Golden Globes Red Carpet 2019

WHADDDUPPPP AWARDS SZN! How ya derrrrin? Obviously I’m excited that my favorite winter pick-me-up has arrived. Because no matter what anyone says, nothing will ever beat the high of sitting on the couch in flannel pjs, still on a holiday eating schedule (24/7) shouting at the TV that someone looks like trash on one of the biggest nights of their life. Every season presents a different style that everyone latches onto (that I inevitably cannot stand) and this year was the deep cleavage v. If I can see your chin clean down to your belly button without obstruction, you’re getting tossed on the worst dressed and those are just FACTS. I recently dabbled in the cleavage game (new for me) at a wedding and I literally got my already modest v-neck sewn closer together the day before the wedding because you know what is even more alluring than showing your entire front? Leaving something to the imagination. Take notes from me and my boob etiquette, Hollywood. Let’s see how those who did or did not cover their nips fared.

WORST

76th Annual Golden Globe Awards, Arrivals, Los Angeles, USA - 06 Jan 2019

Last year her nips punched through the tv screen and poked my eye out so hopefully she’s opted for a bra this year but either way this dress is goo.

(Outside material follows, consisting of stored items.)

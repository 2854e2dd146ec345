//! # Render Loop
//!
//! Repaints the board on its own fixed cadence from whatever the refreshers
//! last published. It never waits for fresh data: missing data just leaves a
//! region blank until the next paint.

use crate::clock::TimeSource;
use crate::error::SinkError;
use crate::frame::PixelSink;
use crate::renderer::Renderer;
use crate::state::DisplayState;
use log::{debug, error, info};
use std::future::Future;
use std::sync::Arc;
use std::time::Duration;
use tokio::time::{interval, sleep, MissedTickBehavior};

/// Periodic driver for [`Renderer`].
pub struct RenderLoop {
    renderer: Renderer,
    clock: Arc<dyn TimeSource>,
    state: Arc<DisplayState>,
    cadence: Duration,
    grace: Duration,
}

impl RenderLoop {
    /// `grace` delays the first paint so the first fetches have a chance to land.
    pub fn new(
        renderer: Renderer,
        clock: Arc<dyn TimeSource>,
        state: Arc<DisplayState>,
        cadence: Duration,
        grace: Duration,
    ) -> Self {
        Self {
            renderer,
            clock,
            state,
            cadence,
            grace,
        }
    }

    /// Paint one frame from the current state.
    ///
    /// Returns the "fully rendered" flag, or `None` if the sink failed.
    pub fn render_once<S: PixelSink + ?Sized>(&self, sink: &mut S) -> Option<bool> {
        let snapshot = self.state.snapshot();
        let now = self.clock.now();

        match self.renderer.render_to(sink, &snapshot, now) {
            Ok(complete) => {
                if !complete {
                    debug!(
                        "Partial frame at {}: {} arrivals, weather {}",
                        now.format("%H:%M:%S"),
                        snapshot.arrivals.len(),
                        if snapshot.weather.is_some() { "present" } else { "absent" }
                    );
                }
                Some(complete)
            }
            Err(e) => {
                error!("Failed to present frame: {}", e);
                None
            }
        }
    }

    /// Paint forever: once after the grace period, then every cadence.
    pub async fn run<S: PixelSink + ?Sized>(&self, sink: &mut S) {
        sleep(self.grace).await;

        let mut ticker = interval(self.cadence);
        ticker.set_missed_tick_behavior(MissedTickBehavior::Delay);

        loop {
            ticker.tick().await;
            self.render_once(sink);
        }
    }

    /// Paint until `shutdown` resolves, then blank the sink.
    pub async fn run_until<S, F>(&self, sink: &mut S, shutdown: F) -> Result<(), SinkError>
    where
        S: PixelSink + ?Sized,
        F: Future<Output = ()>,
    {
        tokio::select! {
            _ = self.run(sink) => {}
            _ = shutdown => {
                info!("Shutdown requested, clearing display");
            }
        }
        sink.clear()
    }
}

76th Annual Golden Globe Awards, Arrivals, Los Angeles, USA - 06 Jan 2019

Is this like 80’s picture day or a bad wedding or what?

76th Annual Golden Globe Awards, Arrivals, Los Angeles, USA - 06 Jan 2019

Irina looks like a Vegas show girl and Bradley STINKS without a little scruff. I mean seriously he looks like a wax figure and a white suit does not complement that.

76th Annual Golden Globe Awards, Arrivals, Los Angeles, USA - 06 Jan 2019

Remember when Taylor Swift sang about Camilla Belle being a big hoebag? Lolz. Great mems. Regardless, this eye shadow/slicked back hair is woof.

76th Annual Golden Globe Awards, Arrivals, Los Angeles, USA - 06 Jan 2019

Since when does Chris Messina think he can go all Draco Malfoy up in this B? (To show how old I am, E News will 100% post this picture and caption it “ZADDY”)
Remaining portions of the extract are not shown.